Exercise:
Check each line of the listing below for the string "PathBuf", then copy every line that has it.

Data for review:
- - -

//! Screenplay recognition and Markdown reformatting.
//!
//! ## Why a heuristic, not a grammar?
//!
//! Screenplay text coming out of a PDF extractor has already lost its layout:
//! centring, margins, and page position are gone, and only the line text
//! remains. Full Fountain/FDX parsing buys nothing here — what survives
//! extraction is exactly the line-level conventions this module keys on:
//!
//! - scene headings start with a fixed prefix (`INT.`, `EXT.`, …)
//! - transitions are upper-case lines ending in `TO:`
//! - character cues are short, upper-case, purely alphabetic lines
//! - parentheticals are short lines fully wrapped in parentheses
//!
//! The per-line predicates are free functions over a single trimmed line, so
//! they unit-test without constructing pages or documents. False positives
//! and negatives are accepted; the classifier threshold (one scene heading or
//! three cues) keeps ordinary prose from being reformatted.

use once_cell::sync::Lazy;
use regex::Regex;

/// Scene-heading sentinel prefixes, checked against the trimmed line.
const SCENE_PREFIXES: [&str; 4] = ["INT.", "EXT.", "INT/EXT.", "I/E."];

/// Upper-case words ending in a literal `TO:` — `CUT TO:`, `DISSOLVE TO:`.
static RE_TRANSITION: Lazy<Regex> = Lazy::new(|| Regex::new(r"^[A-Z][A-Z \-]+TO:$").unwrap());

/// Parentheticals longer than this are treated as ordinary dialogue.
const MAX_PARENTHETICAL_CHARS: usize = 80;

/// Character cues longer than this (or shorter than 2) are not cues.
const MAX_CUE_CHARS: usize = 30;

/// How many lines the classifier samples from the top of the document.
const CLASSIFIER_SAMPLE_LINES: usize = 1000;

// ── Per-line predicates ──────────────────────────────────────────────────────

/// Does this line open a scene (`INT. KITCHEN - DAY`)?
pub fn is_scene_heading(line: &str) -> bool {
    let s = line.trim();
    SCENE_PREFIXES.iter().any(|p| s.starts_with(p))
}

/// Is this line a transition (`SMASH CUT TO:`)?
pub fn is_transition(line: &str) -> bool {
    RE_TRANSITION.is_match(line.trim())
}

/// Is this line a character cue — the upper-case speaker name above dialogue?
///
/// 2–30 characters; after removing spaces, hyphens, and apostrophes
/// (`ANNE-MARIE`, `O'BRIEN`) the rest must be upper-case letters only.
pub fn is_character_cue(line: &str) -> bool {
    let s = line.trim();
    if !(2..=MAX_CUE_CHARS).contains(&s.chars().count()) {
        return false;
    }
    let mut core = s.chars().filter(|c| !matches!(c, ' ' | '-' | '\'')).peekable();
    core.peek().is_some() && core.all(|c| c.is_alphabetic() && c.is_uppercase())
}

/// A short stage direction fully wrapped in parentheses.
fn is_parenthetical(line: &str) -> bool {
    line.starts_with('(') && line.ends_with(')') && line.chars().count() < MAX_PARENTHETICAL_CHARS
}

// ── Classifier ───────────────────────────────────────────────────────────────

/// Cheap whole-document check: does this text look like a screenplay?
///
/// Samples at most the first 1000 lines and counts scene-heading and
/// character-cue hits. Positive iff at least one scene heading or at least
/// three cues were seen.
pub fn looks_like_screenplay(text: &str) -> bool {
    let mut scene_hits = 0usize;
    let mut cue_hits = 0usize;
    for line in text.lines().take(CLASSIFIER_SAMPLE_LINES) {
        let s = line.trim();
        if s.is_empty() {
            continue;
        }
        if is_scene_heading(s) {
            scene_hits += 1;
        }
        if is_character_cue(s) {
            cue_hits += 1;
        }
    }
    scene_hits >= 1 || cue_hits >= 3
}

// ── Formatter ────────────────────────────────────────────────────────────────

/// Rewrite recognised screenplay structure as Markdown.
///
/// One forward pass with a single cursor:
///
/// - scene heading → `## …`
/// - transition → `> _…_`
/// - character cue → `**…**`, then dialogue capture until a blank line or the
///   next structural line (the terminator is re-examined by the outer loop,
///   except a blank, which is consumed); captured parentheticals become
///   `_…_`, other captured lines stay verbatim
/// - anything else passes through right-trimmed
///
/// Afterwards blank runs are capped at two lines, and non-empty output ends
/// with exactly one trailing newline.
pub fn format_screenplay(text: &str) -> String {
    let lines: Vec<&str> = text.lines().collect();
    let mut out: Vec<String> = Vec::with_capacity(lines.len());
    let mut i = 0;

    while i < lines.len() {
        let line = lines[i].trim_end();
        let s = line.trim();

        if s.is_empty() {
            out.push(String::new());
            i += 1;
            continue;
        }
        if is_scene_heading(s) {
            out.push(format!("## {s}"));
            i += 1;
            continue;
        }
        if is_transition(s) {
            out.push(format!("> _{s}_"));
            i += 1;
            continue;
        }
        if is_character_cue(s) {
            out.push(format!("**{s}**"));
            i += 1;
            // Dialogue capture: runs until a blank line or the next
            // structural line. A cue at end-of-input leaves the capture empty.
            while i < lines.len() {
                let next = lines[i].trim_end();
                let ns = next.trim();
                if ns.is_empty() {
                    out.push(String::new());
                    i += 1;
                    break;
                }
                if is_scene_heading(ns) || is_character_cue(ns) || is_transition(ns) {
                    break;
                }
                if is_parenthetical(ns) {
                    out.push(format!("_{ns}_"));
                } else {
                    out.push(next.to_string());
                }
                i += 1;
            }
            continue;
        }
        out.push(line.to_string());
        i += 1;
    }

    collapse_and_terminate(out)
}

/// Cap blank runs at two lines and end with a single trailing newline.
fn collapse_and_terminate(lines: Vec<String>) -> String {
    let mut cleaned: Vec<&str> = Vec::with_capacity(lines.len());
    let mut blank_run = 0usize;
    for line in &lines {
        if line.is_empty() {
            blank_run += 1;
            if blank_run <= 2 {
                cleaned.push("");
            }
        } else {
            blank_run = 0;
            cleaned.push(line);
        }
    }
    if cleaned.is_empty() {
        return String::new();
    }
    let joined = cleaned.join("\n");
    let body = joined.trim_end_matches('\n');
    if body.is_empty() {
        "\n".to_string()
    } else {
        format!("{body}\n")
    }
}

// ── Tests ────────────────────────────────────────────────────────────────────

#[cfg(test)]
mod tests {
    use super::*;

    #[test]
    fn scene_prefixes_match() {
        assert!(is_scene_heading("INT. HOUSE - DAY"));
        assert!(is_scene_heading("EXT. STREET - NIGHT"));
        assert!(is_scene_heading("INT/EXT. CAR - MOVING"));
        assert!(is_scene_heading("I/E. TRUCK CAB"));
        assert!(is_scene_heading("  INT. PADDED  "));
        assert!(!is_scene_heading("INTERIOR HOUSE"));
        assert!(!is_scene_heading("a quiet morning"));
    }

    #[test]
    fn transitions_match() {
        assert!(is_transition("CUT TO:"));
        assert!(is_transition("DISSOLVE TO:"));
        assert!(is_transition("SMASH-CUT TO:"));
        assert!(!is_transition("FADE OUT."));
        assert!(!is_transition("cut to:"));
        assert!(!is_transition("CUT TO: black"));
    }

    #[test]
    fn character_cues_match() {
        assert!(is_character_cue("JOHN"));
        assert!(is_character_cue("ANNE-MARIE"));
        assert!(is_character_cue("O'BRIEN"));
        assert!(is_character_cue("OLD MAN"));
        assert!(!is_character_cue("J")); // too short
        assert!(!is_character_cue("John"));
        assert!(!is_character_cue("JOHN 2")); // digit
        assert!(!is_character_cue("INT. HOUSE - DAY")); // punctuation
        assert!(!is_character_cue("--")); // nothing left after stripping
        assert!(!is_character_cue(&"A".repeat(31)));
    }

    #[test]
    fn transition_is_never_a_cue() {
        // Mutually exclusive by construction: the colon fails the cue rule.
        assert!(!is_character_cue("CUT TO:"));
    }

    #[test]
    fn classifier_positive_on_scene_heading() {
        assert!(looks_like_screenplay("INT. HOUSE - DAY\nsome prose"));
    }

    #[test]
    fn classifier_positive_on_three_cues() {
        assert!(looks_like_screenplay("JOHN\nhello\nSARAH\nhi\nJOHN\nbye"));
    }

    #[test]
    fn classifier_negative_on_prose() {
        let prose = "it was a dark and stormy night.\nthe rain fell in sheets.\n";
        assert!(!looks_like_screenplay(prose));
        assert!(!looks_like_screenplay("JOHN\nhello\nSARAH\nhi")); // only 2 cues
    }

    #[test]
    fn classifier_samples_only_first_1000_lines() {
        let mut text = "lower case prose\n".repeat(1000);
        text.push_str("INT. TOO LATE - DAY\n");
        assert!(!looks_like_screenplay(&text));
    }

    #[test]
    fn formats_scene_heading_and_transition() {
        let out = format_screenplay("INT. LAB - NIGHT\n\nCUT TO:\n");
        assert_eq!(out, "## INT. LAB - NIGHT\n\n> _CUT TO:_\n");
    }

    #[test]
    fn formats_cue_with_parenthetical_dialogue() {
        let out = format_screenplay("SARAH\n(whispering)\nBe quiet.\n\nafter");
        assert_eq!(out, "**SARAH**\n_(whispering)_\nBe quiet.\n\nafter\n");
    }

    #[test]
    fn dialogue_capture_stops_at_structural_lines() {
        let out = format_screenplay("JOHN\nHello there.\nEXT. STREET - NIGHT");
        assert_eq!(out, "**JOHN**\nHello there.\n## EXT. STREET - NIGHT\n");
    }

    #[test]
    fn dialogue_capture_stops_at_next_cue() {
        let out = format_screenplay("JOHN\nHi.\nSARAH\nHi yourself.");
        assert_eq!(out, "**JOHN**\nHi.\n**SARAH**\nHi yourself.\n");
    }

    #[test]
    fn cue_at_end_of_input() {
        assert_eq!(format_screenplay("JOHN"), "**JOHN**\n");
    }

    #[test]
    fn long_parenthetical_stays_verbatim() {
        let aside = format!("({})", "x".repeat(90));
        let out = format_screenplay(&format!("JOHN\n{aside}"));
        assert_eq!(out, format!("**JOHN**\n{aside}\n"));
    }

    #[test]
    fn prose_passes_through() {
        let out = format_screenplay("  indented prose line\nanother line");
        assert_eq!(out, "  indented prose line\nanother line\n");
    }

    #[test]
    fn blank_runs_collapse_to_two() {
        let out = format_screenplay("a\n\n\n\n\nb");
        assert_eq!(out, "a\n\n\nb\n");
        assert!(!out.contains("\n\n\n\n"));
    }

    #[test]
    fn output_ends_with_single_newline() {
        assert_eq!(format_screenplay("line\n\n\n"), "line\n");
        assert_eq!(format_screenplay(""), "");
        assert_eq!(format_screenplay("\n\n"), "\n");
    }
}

- - -

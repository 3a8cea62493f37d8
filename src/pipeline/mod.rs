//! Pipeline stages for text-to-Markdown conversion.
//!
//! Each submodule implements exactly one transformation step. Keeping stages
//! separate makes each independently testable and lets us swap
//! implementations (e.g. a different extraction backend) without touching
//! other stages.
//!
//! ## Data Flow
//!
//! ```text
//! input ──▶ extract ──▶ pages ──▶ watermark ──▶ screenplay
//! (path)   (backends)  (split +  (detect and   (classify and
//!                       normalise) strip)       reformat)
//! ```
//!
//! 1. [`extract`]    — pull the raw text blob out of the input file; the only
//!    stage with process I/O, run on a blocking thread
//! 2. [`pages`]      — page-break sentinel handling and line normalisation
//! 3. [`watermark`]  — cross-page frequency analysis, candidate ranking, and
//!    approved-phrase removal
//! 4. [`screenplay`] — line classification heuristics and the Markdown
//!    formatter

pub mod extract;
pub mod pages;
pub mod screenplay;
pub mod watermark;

- - -

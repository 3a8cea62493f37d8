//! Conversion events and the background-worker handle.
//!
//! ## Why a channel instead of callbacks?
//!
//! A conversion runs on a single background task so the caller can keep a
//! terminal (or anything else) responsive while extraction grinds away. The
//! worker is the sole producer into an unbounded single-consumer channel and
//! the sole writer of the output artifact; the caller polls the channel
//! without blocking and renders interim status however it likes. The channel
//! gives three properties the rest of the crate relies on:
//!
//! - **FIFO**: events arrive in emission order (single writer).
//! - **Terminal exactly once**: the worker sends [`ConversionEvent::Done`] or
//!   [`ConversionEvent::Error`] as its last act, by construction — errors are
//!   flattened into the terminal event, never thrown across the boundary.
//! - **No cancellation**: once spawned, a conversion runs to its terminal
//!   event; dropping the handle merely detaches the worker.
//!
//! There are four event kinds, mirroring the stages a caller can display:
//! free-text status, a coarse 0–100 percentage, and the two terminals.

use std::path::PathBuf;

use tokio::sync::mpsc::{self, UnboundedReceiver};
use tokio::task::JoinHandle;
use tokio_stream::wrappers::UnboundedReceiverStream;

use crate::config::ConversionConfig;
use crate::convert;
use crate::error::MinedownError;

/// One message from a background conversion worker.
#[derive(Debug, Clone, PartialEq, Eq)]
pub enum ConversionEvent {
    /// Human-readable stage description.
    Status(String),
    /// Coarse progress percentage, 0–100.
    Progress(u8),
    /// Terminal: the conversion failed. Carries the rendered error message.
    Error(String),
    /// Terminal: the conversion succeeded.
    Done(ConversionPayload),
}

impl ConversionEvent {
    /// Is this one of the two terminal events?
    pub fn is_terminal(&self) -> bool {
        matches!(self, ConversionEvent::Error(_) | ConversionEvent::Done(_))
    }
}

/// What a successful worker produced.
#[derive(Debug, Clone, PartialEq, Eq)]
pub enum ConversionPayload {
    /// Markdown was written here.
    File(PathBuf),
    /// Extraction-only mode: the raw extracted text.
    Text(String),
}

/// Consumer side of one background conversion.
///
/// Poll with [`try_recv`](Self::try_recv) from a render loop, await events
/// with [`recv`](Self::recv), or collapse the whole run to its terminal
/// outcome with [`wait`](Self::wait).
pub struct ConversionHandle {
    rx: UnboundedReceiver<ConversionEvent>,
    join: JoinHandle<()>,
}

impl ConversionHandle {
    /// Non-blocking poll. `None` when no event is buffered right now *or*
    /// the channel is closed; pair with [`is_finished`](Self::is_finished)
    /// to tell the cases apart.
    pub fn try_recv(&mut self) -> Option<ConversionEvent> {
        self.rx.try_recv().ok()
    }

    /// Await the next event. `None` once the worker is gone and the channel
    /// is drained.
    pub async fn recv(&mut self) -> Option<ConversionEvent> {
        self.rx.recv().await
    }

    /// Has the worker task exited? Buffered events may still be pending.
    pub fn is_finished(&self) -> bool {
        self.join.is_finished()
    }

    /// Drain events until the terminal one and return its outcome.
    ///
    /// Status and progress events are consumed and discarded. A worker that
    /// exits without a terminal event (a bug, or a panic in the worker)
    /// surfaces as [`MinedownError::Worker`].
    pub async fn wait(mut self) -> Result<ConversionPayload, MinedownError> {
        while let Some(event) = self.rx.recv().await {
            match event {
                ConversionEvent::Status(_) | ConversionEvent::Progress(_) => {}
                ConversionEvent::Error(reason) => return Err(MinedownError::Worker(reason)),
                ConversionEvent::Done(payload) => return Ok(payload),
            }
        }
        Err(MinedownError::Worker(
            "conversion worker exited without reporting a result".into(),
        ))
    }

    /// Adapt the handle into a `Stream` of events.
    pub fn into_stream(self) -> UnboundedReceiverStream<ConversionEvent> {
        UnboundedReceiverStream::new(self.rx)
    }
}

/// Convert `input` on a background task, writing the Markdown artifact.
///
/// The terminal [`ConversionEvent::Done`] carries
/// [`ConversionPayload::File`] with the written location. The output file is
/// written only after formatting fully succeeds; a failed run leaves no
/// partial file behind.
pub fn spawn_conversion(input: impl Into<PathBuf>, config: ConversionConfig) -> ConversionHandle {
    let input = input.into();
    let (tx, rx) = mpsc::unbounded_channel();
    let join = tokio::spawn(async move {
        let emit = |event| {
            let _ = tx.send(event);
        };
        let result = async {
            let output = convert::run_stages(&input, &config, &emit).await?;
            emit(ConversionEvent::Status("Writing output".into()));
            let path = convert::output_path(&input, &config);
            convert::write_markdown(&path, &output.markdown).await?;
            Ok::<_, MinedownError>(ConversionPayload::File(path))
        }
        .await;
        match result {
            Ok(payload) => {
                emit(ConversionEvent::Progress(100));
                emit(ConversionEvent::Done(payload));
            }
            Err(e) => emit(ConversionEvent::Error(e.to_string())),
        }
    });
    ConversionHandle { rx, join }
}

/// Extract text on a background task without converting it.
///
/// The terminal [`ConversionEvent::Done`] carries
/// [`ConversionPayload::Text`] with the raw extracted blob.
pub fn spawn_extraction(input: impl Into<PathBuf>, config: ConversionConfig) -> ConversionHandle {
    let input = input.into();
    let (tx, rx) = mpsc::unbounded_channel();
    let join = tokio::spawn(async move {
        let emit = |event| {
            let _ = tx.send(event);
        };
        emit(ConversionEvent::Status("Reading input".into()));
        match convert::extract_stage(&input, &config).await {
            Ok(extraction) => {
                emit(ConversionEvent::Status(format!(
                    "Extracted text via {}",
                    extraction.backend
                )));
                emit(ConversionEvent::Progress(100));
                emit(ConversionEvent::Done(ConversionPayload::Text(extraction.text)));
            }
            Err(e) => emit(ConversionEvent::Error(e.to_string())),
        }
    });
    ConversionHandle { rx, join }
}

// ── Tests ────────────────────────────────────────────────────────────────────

- - -

Written solution:
use std::path::PathBuf;
    File(PathBuf),
pub fn spawn_conversion(input: impl Into<PathBuf>, config: ConversionConfig) -> ConversionHandle {
pub fn spawn_extraction(input: impl Into<PathBuf>, config: ConversionConfig) -> ConversionHandle {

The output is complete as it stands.